El sábado santo, Thalberg es ya sólo un rosario en unas manos ¡y qué manos!, una flor entre tantas otras a sus pies. Un pañuelo para unas pocas lágrimas que caen de un rostro inolvidable. La marcha, esa noche, no es música, es una oración que coge del brazo a una Madre viuda, la Soledad, y la acompaña cuando vuelve desolada y resignada del cementerio.

Y el domingo de Resurrección, Thalberg sube con la Madre, aún de luto, hasta la Plaza. A esa hora, la marcha, desprendida del dolor por el primer sol del día, asciende por la cuesta del Piñedo entre las flores de las varas de los cofrades como una nube de esperanzas, un gesto de consuelo, presagio del júbilo que aguarda tras la esquina.
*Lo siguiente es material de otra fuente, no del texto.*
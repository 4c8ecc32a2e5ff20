use serenity::{
    all::Timestamp,
    builder::{CreateEmbed, CreateEmbedFooter},
};
use std::time::Duration;

use crate::audio::{
    controller::NowPlaying,
    queue::QueuePage,
    session::{PlaybackState, SessionSnapshot},
    track::Track,
};
use crate::error::AudioError;

/// Paleta de colores estandarizada para el bot
pub mod colors {
    use serenity::all::Colour;

    pub const SUCCESS_GREEN: Colour = Colour::from_rgb(67, 181, 129);
    pub const ERROR_RED: Colour = Colour::from_rgb(220, 53, 69);
    pub const WARNING_ORANGE: Colour = Colour::from_rgb(255, 193, 7);
    pub const INFO_BLUE: Colour = Colour::from_rgb(52, 144, 220);
    pub const MUSIC_PURPLE: Colour = Colour::from_rgb(138, 43, 226);
    pub const NEUTRAL_GRAY: Colour = Colour::from_rgb(108, 117, 125);
}

const STANDARD_FOOTER: &str = "🎵 Quasar Music";

pub const QUEUE_PAGE_SIZE: usize = 10;
pub const HISTORY_DISPLAY: usize = 10;

pub fn create_success_embed(title: &str, description: &str) -> CreateEmbed {
    CreateEmbed::default()
        .title(format!("✅ {}", title))
        .description(description)
        .color(colors::SUCCESS_GREEN)
        .timestamp(Timestamp::now())
        .footer(CreateEmbedFooter::new(STANDARD_FOOTER))
}

pub fn create_info_embed(title: &str, description: &str) -> CreateEmbed {
    CreateEmbed::default()
        .title(title)
        .description(description)
        .color(colors::INFO_BLUE)
        .timestamp(Timestamp::now())
        .footer(CreateEmbedFooter::new(STANDARD_FOOTER))
}

pub fn create_error_embed(title: &str, description: &str) -> CreateEmbed {
    CreateEmbed::default()
        .title(format!("❌ {}", title))
        .description(description)
        .color(colors::ERROR_RED)
        .timestamp(Timestamp::now())
        .footer(CreateEmbedFooter::new(STANDARD_FOOTER))
}

/// Traduce un error del núcleo de audio a un mensaje para el usuario
pub fn create_audio_error_embed(error: &AudioError) -> CreateEmbed {
    let (title, description) = describe_error(error);
    let embed = create_error_embed(title, &description);
    if error.is_transient() {
        embed.color(colors::WARNING_ORANGE)
    } else {
        embed
    }
}

fn describe_error(error: &AudioError) -> (&'static str, String) {
    match error {
        AudioError::Validation(msg) => ("Solicitud inválida", capitalize(msg)),
        AudioError::Unauthorized(msg) => ("Sin permiso", capitalize(msg)),
        AudioError::SessionGone => (
            "Sin sesión activa",
            "No hay ninguna sesión de música activa en este servidor".to_string(),
        ),
        AudioError::NodeUnavailable => (
            "Servidor de audio no disponible",
            "El servidor de audio está reconectando, inténtalo en unos segundos".to_string(),
        ),
        AudioError::NodeTimeout => (
            "Servidor de audio lento",
            "El servidor de audio no respondió a tiempo, inténtalo de nuevo".to_string(),
        ),
        AudioError::Node(_) => (
            "Error de reproducción",
            "El servidor de audio rechazó la operación".to_string(),
        ),
        AudioError::Voice(_) => (
            "Error de voz",
            "No se pudo conectar al canal de voz. Revisa los permisos del bot".to_string(),
        ),
        AudioError::Storage(_) => (
            "Error interno",
            "No se pudo guardar la configuración del servidor".to_string(),
        ),
    }
}

pub fn create_track_added_embed(track: &Track, position: usize) -> CreateEmbed {
    let mut embed = CreateEmbed::default()
        .title("✅ Canción Agregada")
        .description(format!("**{}**", track.title()))
        .color(colors::SUCCESS_GREEN)
        .field("🎤 Artista", track.author(), true)
        .field("⏱️ Duración", track_length(track), true)
        .field("📍 Posición", position.to_string(), true);

    embed = with_track_links(embed, track);
    embed
        .timestamp(Timestamp::now())
        .footer(CreateEmbedFooter::new(STANDARD_FOOTER))
}

pub fn create_playlist_added_embed(name: &str, count: usize, started: Option<&Track>) -> CreateEmbed {
    let description = if count == 1 {
        format!("Se agregó **1 canción** de **{}**", name)
    } else {
        format!("Se agregaron **{} canciones** de **{}**", count, name)
    };

    let mut embed = CreateEmbed::default()
        .title("📋 Playlist Agregada")
        .description(description)
        .color(colors::SUCCESS_GREEN);

    if let Some(track) = started {
        embed = embed.field("▶️ Reproduciendo", format!("**{}**", track.title()), false);
    }

    embed
        .timestamp(Timestamp::now())
        .footer(CreateEmbedFooter::new(STANDARD_FOOTER))
}

pub fn create_started_embed(track: &Track) -> CreateEmbed {
    let mut embed = CreateEmbed::default()
        .title("🎵 Reproduciendo Ahora")
        .description(format!("**{}**", track.title()))
        .color(colors::MUSIC_PURPLE)
        .field("🎤 Artista", track.author(), true)
        .field("⏱️ Duración", track_length(track), true);

    if let Some(requester) = track.requester() {
        embed = embed.field("👤 Solicitado por", format!("<@{}>", requester), true);
    }

    embed = with_track_links(embed, track);
    embed
        .timestamp(Timestamp::now())
        .footer(CreateEmbedFooter::new(STANDARD_FOOTER))
}

pub fn create_now_playing_embed(now: &NowPlaying) -> CreateEmbed {
    let status = match now.state {
        PlaybackState::Paused => "⏸️ Pausado",
        _ => "▶️ Reproduciendo",
    };

    let progress = if now.track.is_stream() {
        format!("🔴 En vivo · {}", format_duration(now.position))
    } else {
        format!(
            "{} {} / {}",
            progress_bar(now.position, now.track.duration()),
            format_duration(now.position),
            format_duration(now.track.duration())
        )
    };

    let mut embed = CreateEmbed::default()
        .title("🎵 Reproduciendo Ahora")
        .description(format!("**{}**\n{}", now.track.title(), progress))
        .color(colors::MUSIC_PURPLE)
        .field("🎤 Artista", now.track.author(), true)
        .field("📡 Estado", status, true)
        .field("🔂 Repetición", on_off(now.loop_mode), true)
        .field("📻 Autoplay", on_off(now.autoplay), true);

    if let Some(requester) = now.track.requester() {
        embed = embed.field("👤 Solicitado por", format!("<@{}>", requester), true);
    }

    embed = with_track_links(embed, &now.track);
    embed
        .timestamp(Timestamp::now())
        .footer(CreateEmbedFooter::new(STANDARD_FOOTER))
}

pub fn create_queue_embed(snapshot: &SessionSnapshot, page: usize) -> CreateEmbed {
    let mut embed = CreateEmbed::default()
        .title("📋 Cola de Reproducción")
        .color(colors::INFO_BLUE);

    if snapshot.current.is_none() && snapshot.queue.is_empty() {
        return embed
            .description("😴 **La cola está vacía**\n\n💡 Usa `/play <canción>` para agregar música")
            .color(colors::NEUTRAL_GRAY)
            .footer(CreateEmbedFooter::new(STANDARD_FOOTER))
            .timestamp(Timestamp::now());
    }

    if let Some(current) = &snapshot.current {
        let status = if snapshot.loop_mode { "🔂" } else { "▶️" };
        embed = embed.field(
            format!("{} Reproduciendo", status),
            format!("**{}** - {}", current.title(), current.author()),
            false,
        );
    }

    let queue_page = QueuePage::from_tracks(&snapshot.queue, page, QUEUE_PAGE_SIZE);
    if !queue_page.items.is_empty() {
        let lines: Vec<String> = queue_page
            .items
            .iter()
            .enumerate()
            .map(|(i, track)| {
                format!(
                    "**{}**. {} - {} `[{}]`",
                    queue_page.first_position + i,
                    track.title(),
                    track.author(),
                    track_length(track)
                )
            })
            .collect();
        embed = embed.field("⏭️ Próximas", lines.join("\n"), false);
    }

    let total = humantime::format_duration(Duration::from_secs(
        snapshot.total_duration().as_secs(),
    ));
    embed
        .footer(CreateEmbedFooter::new(format!(
            "Página {}/{} • {} canciones • {} en total",
            queue_page.current_page, queue_page.total_pages, queue_page.total_items, total
        )))
        .timestamp(Timestamp::now())
}

pub fn create_history_embed(snapshot: &SessionSnapshot) -> CreateEmbed {
    let embed = CreateEmbed::default()
        .title("🕘 Historial")
        .color(colors::INFO_BLUE);

    if snapshot.history.is_empty() {
        return embed
            .description("Todavía no se ha reproducido nada")
            .color(colors::NEUTRAL_GRAY)
            .footer(CreateEmbedFooter::new(STANDARD_FOOTER));
    }

    let lines: Vec<String> = snapshot
        .history
        .iter()
        .take(HISTORY_DISPLAY)
        .enumerate()
        .map(|(i, entry)| {
            format!(
                "**{}**. {} - {} <t:{}:R>",
                i + 1,
                entry.track.title(),
                entry.track.author(),
                entry.played_at.timestamp()
            )
        })
        .collect();

    embed
        .description(lines.join("\n"))
        .footer(CreateEmbedFooter::new(format!(
            "Mostrando {} de {}",
            lines.len(),
            snapshot.history.len()
        )))
        .timestamp(Timestamp::now())
}

pub fn create_volume_embed(volume: u16, changed: bool) -> CreateEmbed {
    let title = if changed { "🔊 Volumen Actualizado" } else { "🔊 Volumen" };
    CreateEmbed::default()
        .title(title)
        .description(format!("{} **{}%**", volume_bar(volume), volume))
        .color(colors::INFO_BLUE)
        .footer(CreateEmbedFooter::new(STANDARD_FOOTER))
}

fn with_track_links(mut embed: CreateEmbed, track: &Track) -> CreateEmbed {
    if let Some(uri) = track.uri() {
        embed = embed.url(uri);
    }
    if let Some(artwork) = track.artwork_url() {
        embed = embed.thumbnail(artwork);
    }
    embed
}

fn track_length(track: &Track) -> String {
    if track.is_stream() {
        "🔴 En vivo".to_string()
    } else {
        format_duration(track.duration())
    }
}

fn on_off(enabled: bool) -> &'static str {
    if enabled {
        "Activado"
    } else {
        "Desactivado"
    }
}

fn capitalize(msg: &str) -> String {
    let mut chars = msg.chars();
    match chars.next() {
        Some(first) => first.to_uppercase().chain(chars).collect(),
        None => String::new(),
    }
}

fn progress_bar(position: Duration, total: Duration) -> String {
    const WIDTH: usize = 15;
    let filled = if total.is_zero() {
        0
    } else {
        ((position.as_secs_f64() / total.as_secs_f64()) * WIDTH as f64).round() as usize
    };
    let filled = filled.min(WIDTH);
    format!("{}🔘{}", "▬".repeat(filled), "▬".repeat(WIDTH - filled))
}

fn volume_bar(volume: u16) -> String {
    let filled = (usize::from(volume) / 20).min(10);
    format!("{}{}", "█".repeat(filled), "░".repeat(10 - filled))
}

pub fn format_duration(duration: Duration) -> String {
    let total_seconds = duration.as_secs();
    let hours = total_seconds / 3600;
    let minutes = (total_seconds % 3600) / 60;
    let seconds = total_seconds % 60;

    if hours > 0 {
        format!("{}:{:02}:{:02}", hours, minutes, seconds)
    } else {
        format!("{}:{:02}", minutes, seconds)
    }
}

#[cfg(test)]
mod tests {
    use super::*;
    use pretty_assertions::assert_eq;

    #[test]
    fn formats_short_and_long_durations() {
        assert_eq!(format_duration(Duration::from_secs(65)), "1:05");
        assert_eq!(format_duration(Duration::from_secs(3 * 3600 + 7)), "3:00:07");
    }

    #[test]
    fn session_gone_reads_as_no_active_session() {
        let (title, _) = describe_error(&AudioError::SessionGone);
        assert_eq!(title, "Sin sesión activa");
    }

    #[test]
    fn validation_message_is_capitalized() {
        let (_, description) = describe_error(&AudioError::validation("la cola está llena"));
        assert_eq!(description, "La cola está llena");
    }

    #[test]
    fn bars_stay_within_width() {
        assert_eq!(volume_bar(200), "██████████");
        assert_eq!(volume_bar(0), "░░░░░░░░░░");
        let bar = progress_bar(Duration::from_secs(500), Duration::from_secs(100));
        assert!(bar.ends_with("🔘"));
    }
}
Tras el gozo romero del encuentro, llega la desbandada del desánimo y la dominación del abandono. Thalberg se hará otra vez solamente nostalgia y, recogido su sentido fúnebre, será aliento para el bregar duro y lejano del zamorano, al que le pesa como una losa la distancia, será su lazarillo tantas veces como se pierda por el camino que no va a ninguna parte. Será vigía seguro en la melancolía añadida a la ausencia. Signo de identificación inconfundible. Probad. Haced sonar, tararead Thalberg en cualquier lugar del mundo y aparecerá un zamorano emocionado, saliendo debajo de las piedras. Esa marcha es la promesa de una tierra perdida y siempre hallada al final de la esperanza y, sobre todo, una de las razones de que Zamora siga siempre viva en la memoria colectiva de sus hijos. Thalberg, se lo dije antaño en un pregón a los zamoranos de lejos, es el Himno de la Alegría según Zamora. Una canción de cuna, porque allí la aprendimos. Suena a música celestial y nos sabe a gloria bendita. Aunque no nos saque de la pobreza, es un consuelo.

Ahora, en estos días más atormentados que nunca, en la nave quebrada y titubeante de la moral, que suene Thalberg con más fuerza que nunca, como signo de vida, de coraje, de pasión, mientras avanza Jesús, camino del calvario de tantos lugares zarandeados por la enfermedad y la muerte, y todos levantamos, más arriba que nunca, hacia el cielo, nuestra cruz de hermanos de la Congregación.